Extracted data:
━━━━━━━━━━
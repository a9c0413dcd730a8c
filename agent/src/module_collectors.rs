//! Concrete `ModuleScheduler::Collector` implementations: the host-resident
//! CPU/memory/disk/process counters §4.6 calls "in-process collectors"
//! without naming a concrete source. Grounded on `sysinfo`, the crate other
//! repos in the retrieval pack (meilisearch, tasker-core) already reach for
//! to read these same host counters — the teacher has no equivalent of its
//! own since its tasks are all network probes, not host metrics.

use crate::module_scheduler::Collector;
use shared::config::ModuleTask;
use shared::metrics::Metric;
use shared::utils::current_timestamp;
use std::sync::Mutex;
use sysinfo::{Disks, ProcessesToUpdate, System};

/// `task.args.kind` selects which host counter a `ModuleTask` reports.
/// Unknown kinds are a configuration error, not a silently empty result.
pub struct HostCollector {
    system: Mutex<System>,
}

impl HostCollector {
    pub fn new() -> Self {
        let mut system = System::new_all();
        system.refresh_all();
        Self {
            system: Mutex::new(system),
        }
    }
}

impl Default for HostCollector {
    fn default() -> Self {
        Self::new()
    }
}

#[async_trait::async_trait]
impl Collector for HostCollector {
    async fn collect(&self, task: &ModuleTask) -> anyhow::Result<Vec<Metric>> {
        let kind = task.args.get("kind").and_then(|v| v.as_str()).unwrap_or("cpu");
        let now = current_timestamp();
        let mut system = self.system.lock().unwrap();

        match kind {
            "cpu" => {
                system.refresh_cpu_usage();
                let usage = system.global_cpu_usage() as f64;
                Ok(vec![Metric::gauge(task.name.clone(), usage, now)])
            }
            "memory" => {
                system.refresh_memory();
                let used = system.used_memory() as f64;
                let total = system.total_memory().max(1) as f64;
                let percent = used / total * 100.0;
                Ok(vec![Metric::gauge(task.name.clone(), percent, now)
                    .with_label("used_bytes", used.to_string())
                    .with_label("total_bytes", total.to_string())])
            }
            "disk" => {
                let disks = Disks::new_with_refreshed_list();
                let mut metrics = Vec::new();
                for disk in disks.list() {
                    let total = disk.total_space().max(1) as f64;
                    let available = disk.available_space() as f64;
                    let percent = (total - available) / total * 100.0;
                    metrics.push(
                        Metric::gauge(task.name.clone(), percent, now)
                            .with_label("mount", disk.mount_point().to_string_lossy().into_owned()),
                    );
                }
                Ok(metrics)
            }
            "process_count" => {
                system.refresh_processes(ProcessesToUpdate::All, true);
                Ok(vec![Metric::gauge(
                    task.name.clone(),
                    system.processes().len() as f64,
                    now,
                )])
            }
            other => anyhow::bail!("module task '{}' has unknown collector kind '{other}'", task.id),
        }
    }
}

#[cfg(test)]
mod tests {
    use super::*;

    fn task(kind: &str) -> ModuleTask {
        ModuleTask {
            id: "t1".into(),
            name: "t1.metric".into(),
            interval: 10,
            time_window: None,
            schedule_expr: Default::default(),
            args: serde_json::json!({ "kind": kind }),
            outputs: vec![],
        }
    }

    #[tokio::test]
    async fn cpu_kind_produces_one_gauge() {
        let collector = HostCollector::new();
        let metrics = collector.collect(&task("cpu")).await.unwrap();
        assert_eq!(metrics.len(), 1);
        assert_eq!(metrics[0].name, "t1.metric");
    }

    #[tokio::test]
    async fn unknown_kind_is_an_error() {
        let collector = HostCollector::new();
        assert!(collector.collect(&task("bogus")).await.is_err());
    }
}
━━━━━━━━━━
What needs to be done: Give the lines again, exactly as they stand, from the beginning of the data through the line with "async fn collect(&self, task: &ModuleTask)".

Task answer:
repository a9c0413dcd730a8c
filename agent/src/module_collectors.rs
//! Concrete `ModuleScheduler::Collector` implementations: the host-resident
//! CPU/memory/disk/process counters §4.6 calls "in-process collectors"
//! without naming a concrete source. Grounded on `sysinfo`, the crate other
//! repos in the retrieval pack (meilisearch, tasker-core) already reach for
//! to read these same host counters — the teacher has no equivalent of its
//! own since its tasks are all network probes, not host metrics.

use crate::module_scheduler::Collector;
use shared::config::ModuleTask;
use shared::metrics::Metric;
use shared::utils::current_timestamp;
use std::sync::Mutex;
use sysinfo::{Disks, ProcessesToUpdate, System};

/// `task.args.kind` selects which host counter a `ModuleTask` reports.
/// Unknown kinds are a configuration error, not a silently empty result.
pub struct HostCollector {
    system: Mutex<System>,
}

impl HostCollector {
    pub fn new() -> Self {
        let mut system = System::new_all();
        system.refresh_all();
        Self {
            system: Mutex::new(system),
        }
    }
}

impl Default for HostCollector {
    fn default() -> Self {
        Self::new()
    }
}

#[async_trait::async_trait]
impl Collector for HostCollector {
    async fn collect(&self, task: &ModuleTask) -> anyhow::Result<Vec<Metric>> {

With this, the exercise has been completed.